──────── Data for review

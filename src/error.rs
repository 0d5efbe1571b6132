//! Unified error types for sbom-quality.
//!
//! Errors split into two tiers: per-document problems that are recovered
//! locally during assessment (malformed purls, unparseable documents) and
//! run-level problems that abort before any document is processed (missing
//! schema, unloadable license list).

use std::path::PathBuf;
use thiserror::Error;

/// Main error type for sbom-quality operations.
#[derive(Error, Debug)]
#[non_exhaustive]
pub enum SbomQualityError {
    /// Errors during SBOM document parsing
    #[error("Failed to parse SBOM document: {context}")]
    Parse {
        context: String,
        #[source]
        source: ParseErrorKind,
    },

    /// Errors during report generation
    #[error("Report generation failed: {0}")]
    Report(String),

    /// IO errors with context
    #[error("IO error at {path:?}: {message}")]
    Io {
        path: Option<PathBuf>,
        message: String,
        #[source]
        source: std::io::Error,
    },

    /// Configuration errors (schema or license-list loading)
    #[error("Invalid configuration: {0}")]
    Config(String),
}

/// Specific parse error kinds
#[derive(Error, Debug)]
#[non_exhaustive]
pub enum ParseErrorKind {
    #[error("Invalid JSON structure: {0}")]
    InvalidJson(String),

    #[error("Missing required field: {field} in {context}")]
    MissingField { field: String, context: String },
}

/// Reasons a purl cannot be used downstream.
///
/// These never escape the assessment loop: the offending purl lands in the
/// invalid set and processing continues.
#[derive(Error, Debug, Clone, PartialEq, Eq)]
#[non_exhaustive]
pub enum PurlError {
    #[error("Malformed purl: {purl} - {reason}")]
    Malformed { purl: String, reason: String },

    /// The generic purl grammar allows omitting the version; this system
    /// requires one for a purl to count as valid.
    #[error("purl has no version: {purl}")]
    MissingVersion { purl: String },

    #[error("library component carries no purl field")]
    MissingField,
}

/// Convenient Result type for sbom-quality operations
pub type Result<T> = std::result::Result<T, SbomQualityError>;

impl SbomQualityError {
    /// Create a parse error with context
    pub fn parse(context: impl Into<String>, source: ParseErrorKind) -> Self {
        Self::Parse {
            context: context.into(),
            source,
        }
    }

    /// Create an IO error with path context
    pub fn io(path: impl Into<PathBuf>, source: std::io::Error) -> Self {
        let path = path.into();
        let message = format!("{source}");
        Self::Io {
            path: Some(path),
            message,
            source,
        }
    }

    /// Create a config error
    pub fn config(message: impl Into<String>) -> Self {
        Self::Config(message.into())
    }

    /// Create a report error
    pub fn report(message: impl Into<String>) -> Self {
        Self::Report(message.into())
    }
}

impl From<std::io::Error> for SbomQualityError {
    fn from(err: std::io::Error) -> Self {
        Self::Io {
            path: None,
            message: format!("{err}"),
            source: err,
        }
    }
}

impl From<serde_json::Error> for SbomQualityError {
    fn from(err: serde_json::Error) -> Self {
        Self::parse(
            "JSON deserialization",
            ParseErrorKind::InvalidJson(err.to_string()),
        )
    }
}

#[cfg(test)]
mod tests {
    use super::*;

    #[test]
    fn test_error_display() {
        let err = SbomQualityError::parse(
            "reading components",
            ParseErrorKind::MissingField {
                field: "type".to_string(),
                context: "component".to_string(),
            },
        );
        let display = err.to_string();
        assert!(display.contains("parse"), "unexpected message: {display}");
    }

    #[test]
    fn test_io_error_keeps_path() {
        let io_err = std::io::Error::new(std::io::ErrorKind::NotFound, "file not found");
        let err = SbomQualityError::io("/path/to/sbom.json", io_err);
        assert!(err.to_string().contains("/path/to/sbom.json"));
    }

    #[test]
    fn test_purl_error_display() {
        let err = PurlError::MissingVersion {
            purl: "pkg:npm/lodash".to_string(),
        };
        assert!(err.to_string().contains("pkg:npm/lodash"));
    }

    #[test]
    fn test_json_error_conversion() {
        let json_err = serde_json::from_str::<serde_json::Value>("{not json").unwrap_err();
        let err: SbomQualityError = json_err.into();
        assert!(matches!(err, SbomQualityError::Parse { .. }));
    }
}
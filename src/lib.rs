//! **Quality assessment for Software Bills of Materials (SBOMs).**
//!
//! `sbom-quality` grades CycloneDX-style SBOM documents against a set of
//! quality heuristics and produces a normalized score in [0, 1] plus a
//! structured report. It powers a small CLI and is usable as a library.
//!
//! ## Heuristics
//!
//! - **Purl validity**: every library component's package URL is parsed,
//!   normalized, and required to carry a version.
//! - **License validity**: declared licenses are classified against the
//!   SPDX identifier set (expression strings are treated as opaque).
//! - **Dependency graph, OS, and tooling metadata**: presence probes.
//! - **Schema conformance**: delegated to a JSON-schema engine and
//!   collapsed to a single boolean.
//!
//! The weighted grader combines these signals through bucketed scoring
//! curves; see [`assess::grade`].
//!
//! ## Modules
//!
//! - [`model`]: the typed document model and purl normalization.
//! - [`assess`]: validators, probes, grader, and per-document reports.
//! - [`config`]: the load-once license index and schema validator.
//! - [`pipeline`]: input discovery, batch driver, output handling.
//! - [`reports`]: JSON artifact and console summary rendering.
//! - [`cli`]: command handlers for the binary.

pub mod assess;
pub mod cli;
pub mod config;
pub mod error;
pub mod model;
pub mod pipeline;
pub mod reports;

pub use assess::{assess_document, QualityReport};
pub use config::{AssessmentContext, LicenseIndex};
pub use error::{Result, SbomQualityError};
pub use model::SbomDocument;
//! CycloneDX-shaped document model.
//!
//! Field presence is significant for several quality heuristics (dependency
//! graph, tools metadata, per-component licenses), so the optional fields
//! here distinguish "absent" from "present but empty".

use serde::{Deserialize, Serialize};

/// A parsed SBOM document.
///
/// Immutable during assessment; created fresh per input file and discarded
/// once its report has been built.
#[derive(Debug, Clone, Default, Deserialize)]
pub struct SbomDocument {
    /// Component inventory. `None` means the document has no `components`
    /// field at all, which downgrades the whole assessment.
    pub components: Option<Vec<Component>>,

    /// Dependency graph. Only presence matters to the probes; the entries
    /// themselves are never interpreted.
    pub dependencies: Option<Vec<serde_json::Value>>,

    pub metadata: Option<Metadata>,
}

impl SbomDocument {
    /// Parse a document from a JSON string.
    pub fn from_json(content: &str) -> Result<Self, serde_json::Error> {
        serde_json::from_str(content)
    }

    /// Iterate over library components, the only component class the purl
    /// and license validators look at.
    pub fn library_components(&self) -> impl Iterator<Item = &Component> {
        self.components
            .as_deref()
            .unwrap_or_default()
            .iter()
            .filter(|c| c.is_library())
    }

    /// All components, empty when the `components` field is absent.
    pub fn all_components(&self) -> &[Component] {
        self.components.as_deref().unwrap_or_default()
    }
}

/// One component entry.
///
/// `component_type` is an unconstrained string in practice; the CycloneDX
/// enum is not enforced here because only two values are ever matched on.
#[derive(Debug, Clone, Deserialize)]
pub struct Component {
    #[serde(rename = "type")]
    pub component_type: String,

    pub name: Option<String>,
    pub version: Option<String>,
    pub purl: Option<String>,

    /// Declared licenses. `None` means the component has no `licenses`
    /// field; an empty vector still counts as "has licenses".
    pub licenses: Option<Vec<LicenseEntry>>,
}

impl Component {
    pub fn is_library(&self) -> bool {
        self.component_type == "library"
    }

    pub fn is_operating_system(&self) -> bool {
        self.component_type == "operating-system"
    }
}

/// One declared license, in one of the two CycloneDX shapes.
///
/// The `Other` arm absorbs entries that carry neither an `expression` nor a
/// `license` object so a single junk entry cannot fail the whole document.
#[derive(Debug, Clone, Deserialize)]
#[serde(untagged)]
pub enum LicenseEntry {
    /// SPDX expression form, e.g. `{"expression": "MIT OR Apache-2.0"}`.
    /// The expression is treated as one opaque identifier downstream.
    Expression { expression: String },

    /// License-object form, e.g. `{"license": {"id": "MIT"}}`.
    Object { license: LicenseObject },

    /// Anything else.
    Other(serde_json::Value),
}

/// Inner object of the license-object form. Carries either a proper SPDX
/// `id` or a free-text `name`; the distinction decides identifier validity.
#[derive(Debug, Clone, Default, Deserialize)]
pub struct LicenseObject {
    pub id: Option<String>,
    pub name: Option<String>,
}

/// Document metadata; only the tools list is read.
#[derive(Debug, Clone, Default, Deserialize)]
pub struct Metadata {
    pub tools: Option<Vec<Tool>>,
}

/// An SBOM extraction/generation tool declaration.
#[derive(Debug, Clone, Default, PartialEq, Eq, Serialize, Deserialize)]
pub struct Tool {
    pub vendor: Option<String>,
    pub name: Option<String>,
    pub version: Option<String>,
}
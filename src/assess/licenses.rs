//! License classification against the SPDX identifier set.
//!
//! No expression parsing is performed: a compound expression such as
//! `MIT OR Apache-2.0` is one opaque candidate and classifies as invalid
//! unless the identifier set contains it verbatim.

use crate::config::LicenseIndex;
use crate::model::{LicenseEntry, SbomDocument};

/// Placeholder identifier recorded when a license-object carries neither
/// an `id` nor a `name`. Classified invalid rather than failing the
/// document.
pub const UNSPECIFIED_LICENSE: &str = "(unspecified)";

/// Per-library-component license classification.
#[derive(Debug, Clone)]
pub struct ComponentLicenseCheck {
    pub purl: Option<String>,
    pub valid: Vec<String>,
    pub invalid: Vec<String>,
    /// False only when the component has no `licenses` field at all; an
    /// empty array still counts as true.
    pub has_licenses: bool,
}

/// Reduction of the per-component records.
#[derive(Debug, Clone, Default, PartialEq, Eq)]
pub struct LicenseSummary {
    /// Library components examined.
    pub total: usize,
    pub with_licenses: usize,
    pub without_licenses: usize,
    /// Components with at least one valid identifier; mixed valid/invalid
    /// still counts.
    pub with_valid_id: usize,
}

impl LicenseSummary {
    /// Document-level flag for the report: did any library component
    /// declare licenses at all?
    pub fn any_licensed(&self) -> bool {
        self.with_licenses > 0
    }

    /// Share of library purls backed by at least one valid identifier,
    /// rounded to 2 decimals. The denominator is the library purl count,
    /// not the licensed-component count.
    pub fn percentage_valid(&self, total_purls: usize) -> Option<f64> {
        if total_purls == 0 {
            return None;
        }
        Some(super::round2(self.with_valid_id as f64 / total_purls as f64))
    }
}

/// Classify every library component's declared licenses.
pub fn validate_licenses(doc: &SbomDocument, index: &LicenseIndex) -> Vec<ComponentLicenseCheck> {
    doc.library_components()
        .map(|component| {
            let mut check = ComponentLicenseCheck {
                purl: component.purl.clone(),
                valid: Vec::new(),
                invalid: Vec::new(),
                has_licenses: component.licenses.is_some(),
            };

            for entry in component.licenses.as_deref().unwrap_or_default() {
                classify(entry, index, &mut check);
            }

            check
        })
        .collect()
}

fn classify(entry: &LicenseEntry, index: &LicenseIndex, check: &mut ComponentLicenseCheck) {
    match entry {
        LicenseEntry::Expression { expression } => {
            if index.contains(expression) {
                check.valid.push(expression.clone());
            } else {
                check.invalid.push(expression.clone());
            }
        }
        LicenseEntry::Object { license } => match (&license.id, &license.name) {
            (Some(id), _) => {
                if index.contains(id) {
                    check.valid.push(id.clone());
                } else {
                    check.invalid.push(id.clone());
                }
            }
            // name-only carries no SPDX identifier, so it can never be valid
            (None, Some(name)) => check.invalid.push(name.clone()),
            (None, None) => check.invalid.push(UNSPECIFIED_LICENSE.to_string()),
        },
        LicenseEntry::Other(_) => check.invalid.push(UNSPECIFIED_LICENSE.to_string()),
    }
}

/// Reduce per-component records into the counts the grader consumes.
pub fn summarize(checks: &[ComponentLicenseCheck]) -> LicenseSummary {
    let mut summary = LicenseSummary {
        total: checks.len(),
        ..LicenseSummary::default()
    };

    for check in checks {
        if check.has_licenses {
            summary.with_licenses += 1;
            if !check.valid.is_empty() {
                summary.with_valid_id += 1;
            }
        } else {
            summary.without_licenses += 1;
        }
    }

    summary
}
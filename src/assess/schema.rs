//! Schema conformance check.
//!
//! Delegates entirely to the `jsonschema` engine: the validator is compiled
//! once per run from the CycloneDX 1.4 schema document, and every failure,
//! of any kind at any depth, collapses to a single `false`. No error detail
//! is retained.

use crate::error::{Result, SbomQualityError};
use serde_json::Value;

/// A compiled schema validator, shared read-only across the batch.
#[derive(Debug)]
pub struct SchemaConformance {
    validator: jsonschema::Validator,
}

impl SchemaConformance {
    /// Compile the schema document. A schema that fails to compile aborts
    /// the run before any document is assessed.
    pub fn new(schema: &Value) -> Result<Self> {
        let validator = jsonschema::validator_for(schema)
            .map_err(|e| SbomQualityError::config(format!("schema failed to compile: {e}")))?;
        Ok(Self { validator })
    }

    /// Boolean verdict for a raw document.
    pub fn is_conformant(&self, document: &Value) -> bool {
        self.validator.is_valid(document)
    }
}
//! Property-based tests for purl normalization and grading.
//!
//! Ensures normalization is idempotent and never panics, and that the
//! grading function is pure, bounded, and total over its input domain.

use proptest::prelude::*;
use sbom_quality::assess::{grade, license_band_score, purl_band_score, GradeInputs};
use sbom_quality::model::normalize_purl;

proptest! {
    #[test]
    fn normalize_never_panics(s in "\\PC{0,200}") {
        let _ = normalize_purl(&s);
    }

    #[test]
    fn normalize_is_idempotent(
        ty in "[a-z]{2,8}",
        namespace in proptest::option::of("[a-z][a-z0-9]{0,12}"),
        name in "[a-z][a-z0-9]{0,16}",
        version in "[0-9]{1,2}\\.[0-9]{1,2}\\.[0-9]{1,2}",
    ) {
        let raw = match &namespace {
            Some(ns) => format!("pkg:{ty}/{ns}/{name}@{version}"),
            None => format!("pkg:{ty}/{name}@{version}"),
        };

        let once = normalize_purl(&raw).expect("grammar-conforming purl should normalize");
        let twice = normalize_purl(&once).expect("normalized purl should re-normalize");
        prop_assert_eq!(&once, &twice);
    }

    #[test]
    fn qualifiers_never_survive_normalization(
        name in "[a-z][a-z0-9]{0,16}",
        version in "[0-9]{1,2}\\.[0-9]{1,2}",
        qualifier in "[a-z]{1,8}=[a-z0-9]{1,8}",
    ) {
        let raw = format!("pkg:npm/{name}@{version}?{qualifier}");
        let normalized = normalize_purl(&raw).unwrap();
        prop_assert!(!normalized.contains('?'));
        prop_assert!(!normalized.contains('#'));
    }

    #[test]
    fn grade_is_pure_and_bounded(
        dep in any::<bool>(),
        schema in any::<bool>(),
        os in any::<bool>(),
        pct_purls in 0.0f64..=1.0,
        pct_licenses in 0.0f64..=1.0,
    ) {
        let inputs = GradeInputs {
            has_dependency_tree: dep,
            is_schema_valid: schema,
            has_operating_system: os,
            pct_valid_purls: pct_purls,
            pct_valid_licenses: pct_licenses,
        };

        let first = grade(&inputs);
        let second = grade(&inputs);
        prop_assert_eq!(first, second, "grade must be deterministic");
        prop_assert!((0.0..=1.0).contains(&first), "score {} out of range", first);

        // rounded to 3 decimal places
        prop_assert_eq!((first * 1000.0).round() / 1000.0, first);
    }

    #[test]
    fn every_percentage_falls_in_exactly_one_band(pct in 0.0f64..=1.0) {
        prop_assert!([0.20, 0.90, 0.95, 1.0].contains(&purl_band_score(pct)));
        prop_assert!([0.50, 0.80, 0.90, 0.95, 1.0].contains(&license_band_score(pct)));
    }

    #[test]
    fn monotone_boolean_signals_never_lower_the_score(
        pct_purls in 0.0f64..=1.0,
        pct_licenses in 0.0f64..=1.0,
    ) {
        let base = GradeInputs {
            has_dependency_tree: false,
            is_schema_valid: false,
            has_operating_system: false,
            pct_valid_purls: pct_purls,
            pct_valid_licenses: pct_licenses,
        };
        let all = GradeInputs {
            has_dependency_tree: true,
            is_schema_valid: true,
            has_operating_system: true,
            ..base
        };
        prop_assert!(grade(&all) >= grade(&base));
    }
}
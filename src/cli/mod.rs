//! CLI command handlers.
//!
//! Testable handlers invoked by main.rs; the binary only parses arguments
//! and maps the returned exit code.

mod assess;

pub use assess::{run_assess, AssessConfig};
//! Per-document quality report assembly.
//!
//! The serialized field names here are the wire format of the report
//! artifact; renaming any of them is a breaking change for consumers.

use serde::{Deserialize, Serialize};

use super::licenses::LicenseSummary;
use super::probes::{OperatingSystemInfo, ToolInfo};
use super::purls::PurlCheck;

/// Everything the assessment derived from one document.
#[derive(Debug, Clone, PartialEq, Serialize, Deserialize)]
pub struct QualityReport {
    /// Total library purls examined (valid + invalid).
    pub purls: usize,
    pub has_purls: bool,
    pub percentage_valid_purl: f64,
    pub licenses: LicenseReport,
    pub is_schema_compliant: bool,
    pub operating_system: OperatingSystemReport,
    pub sbom_tool: SbomToolReport,
    pub has_dependency_tree: bool,
    /// Weighted score in [0, 1], or `None` for documents with no library
    /// components, which cannot be graded.
    pub quality_score: Option<f64>,
}

#[derive(Debug, Clone, PartialEq, Serialize, Deserialize)]
pub struct LicenseReport {
    pub has_license: bool,
    /// Library components with at least one valid SPDX identifier.
    pub valid_licenses: Option<usize>,
    pub percentage_valid_license_id: Option<f64>,
}

#[derive(Debug, Clone, PartialEq, Serialize, Deserialize)]
pub struct OperatingSystemReport {
    pub has_os: bool,
    pub os_found: Option<Vec<OperatingSystemInfo>>,
}

#[derive(Debug, Clone, PartialEq, Serialize, Deserialize)]
pub struct SbomToolReport {
    pub has_tool: bool,
    pub tools: Option<Vec<ToolInfo>>,
}

impl QualityReport {
    /// Assemble the full report for a gradable document.
    #[allow(clippy::too_many_arguments)]
    pub(super) fn assembled(
        purl_check: &PurlCheck,
        summary: &LicenseSummary,
        is_schema_compliant: bool,
        os_found: Vec<OperatingSystemInfo>,
        tools: Vec<ToolInfo>,
        has_dependency_tree: bool,
        pct_valid_licenses: f64,
        quality_score: f64,
    ) -> Self {
        Self {
            purls: purl_check.total(),
            has_purls: true,
            percentage_valid_purl: purl_check.percentage_valid().unwrap_or(0.0),
            licenses: LicenseReport {
                has_license: summary.any_licensed(),
                valid_licenses: Some(summary.with_valid_id),
                percentage_valid_license_id: Some(pct_valid_licenses),
            },
            is_schema_compliant,
            operating_system: OperatingSystemReport {
                has_os: !os_found.is_empty(),
                os_found: (!os_found.is_empty()).then_some(os_found),
            },
            sbom_tool: SbomToolReport {
                has_tool: !tools.is_empty(),
                tools: (!tools.is_empty()).then_some(tools),
            },
            has_dependency_tree,
            quality_score: Some(quality_score),
        }
    }

    /// Degraded report for documents with no library purls: counts stay,
    /// ratios and score are absent.
    pub(super) fn degraded(
        is_schema_compliant: bool,
        os_found: Vec<OperatingSystemInfo>,
        tools: Vec<ToolInfo>,
        has_dependency_tree: bool,
    ) -> Self {
        Self {
            purls: 0,
            has_purls: false,
            percentage_valid_purl: 0.0,
            licenses: LicenseReport {
                has_license: false,
                valid_licenses: None,
                percentage_valid_license_id: None,
            },
            is_schema_compliant,
            operating_system: OperatingSystemReport {
                has_os: !os_found.is_empty(),
                os_found: (!os_found.is_empty()).then_some(os_found),
            },
            sbom_tool: SbomToolReport {
                has_tool: !tools.is_empty(),
                tools: (!tools.is_empty()).then_some(tools),
            },
            has_dependency_tree,
            quality_score: None,
        }
    }
}
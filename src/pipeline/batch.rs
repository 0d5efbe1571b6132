//! Batch assessment driver.
//!
//! Documents are independent, so the batch runs on a rayon thread pool;
//! the indexed collect keeps the aggregate in input order regardless of
//! completion order.

use crate::assess::{assess_document, QualityReport};
use crate::config::AssessmentContext;
use crate::error::Result;
use crate::model::SbomDocument;
use rayon::prelude::*;
use serde::{Deserialize, Serialize};
use std::path::{Path, PathBuf};

/// One entry of the batch report artifact, in input order.
#[derive(Debug, Clone, PartialEq, Serialize, Deserialize)]
#[serde(untagged)]
pub enum BatchEntry {
    /// A completed assessment.
    Assessed {
        filename: String,
        #[serde(flatten)]
        report: QualityReport,
    },
    /// A document that could not be read or parsed. The rest of the batch
    /// is unaffected.
    Failed { filename: String, error: String },
}

impl BatchEntry {
    pub fn filename(&self) -> &str {
        match self {
            Self::Assessed { filename, .. } | Self::Failed { filename, .. } => filename,
        }
    }

    pub fn is_failed(&self) -> bool {
        matches!(self, Self::Failed { .. })
    }
}

/// Read, parse, and assess a single SBOM file.
pub fn assess_file(path: &Path, ctx: &AssessmentContext) -> Result<QualityReport> {
    let content =
        std::fs::read_to_string(path).map_err(|e| crate::error::SbomQualityError::io(path, e))?;
    let raw: serde_json::Value = serde_json::from_str(&content)?;
    let doc: SbomDocument = serde_json::from_value(raw.clone())?;

    Ok(assess_document(&doc, &raw, ctx))
}

/// Assess every file in the batch, preserving input order.
pub fn assess_batch(paths: &[PathBuf], ctx: &AssessmentContext) -> Vec<BatchEntry> {
    paths
        .par_iter()
        .map(|path| {
            let filename = path.display().to_string();
            match assess_file(path, ctx) {
                Ok(report) => {
                    tracing::debug!("assessed {filename}");
                    BatchEntry::Assessed { filename, report }
                }
                Err(err) => {
                    tracing::warn!("skipping {filename}: {err}");
                    BatchEntry::Failed {
                        filename,
                        error: err.to_string(),
                    }
                }
            }
        })
        .collect()
}

#[cfg(test)]
mod tests {
    use super::*;
    use crate::assess::SchemaConformance;
    use crate::config::LicenseIndex;
    use serde_json::json;
    use std::fs;

    fn ctx() -> AssessmentContext {
        AssessmentContext::new(
            LicenseIndex::from_identifiers(["MIT"]),
            SchemaConformance::new(&json!({"type": "object"})).unwrap(),
        )
    }

    #[test]
    fn test_batch_records_failures_and_keeps_order() {
        let dir = tempfile::tempdir().unwrap();
        let good = dir.path().join("good.json");
        let bad = dir.path().join("bad.json");
        fs::write(
            &good,
            r#"{"components": [{"type": "library", "purl": "pkg:npm/a@1.0.0"}]}"#,
        )
        .unwrap();
        fs::write(&bad, "{not json").unwrap();

        let paths = vec![bad.clone(), good.clone()];
        let entries = assess_batch(&paths, &ctx());

        assert_eq!(entries.len(), 2);
        assert!(entries[0].is_failed());
        assert_eq!(entries[0].filename(), bad.display().to_string());
        assert!(!entries[1].is_failed());
        assert_eq!(entries[1].filename(), good.display().to_string());
    }

    #[test]
    fn test_assess_file_missing_path() {
        assert!(assess_file(Path::new("/no/such/file.json"), &ctx()).is_err());
    }

    #[test]
    fn test_batch_entry_roundtrip() {
        let dir = tempfile::tempdir().unwrap();
        let path = dir.path().join("sbom.json");
        fs::write(
            &path,
            r#"{"components": [{"type": "library", "purl": "pkg:npm/a@1.0.0",
                "licenses": [{"license": {"id": "MIT"}}]}],
                "dependencies": []}"#,
        )
        .unwrap();

        let entries = assess_batch(&[path], &ctx());
        let serialized = serde_json::to_string_pretty(&entries).unwrap();
        let reparsed: Vec<BatchEntry> = serde_json::from_str(&serialized).unwrap();
        assert_eq!(entries, reparsed);
    }
}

────────────────

▸ **What is being asked**
Read the listing. Report every line that includes the word "parsing".

▸ **Result for this exercise**
    /// Errors during SBOM document parsing
//! No expression parsing is performed: a compound expression such as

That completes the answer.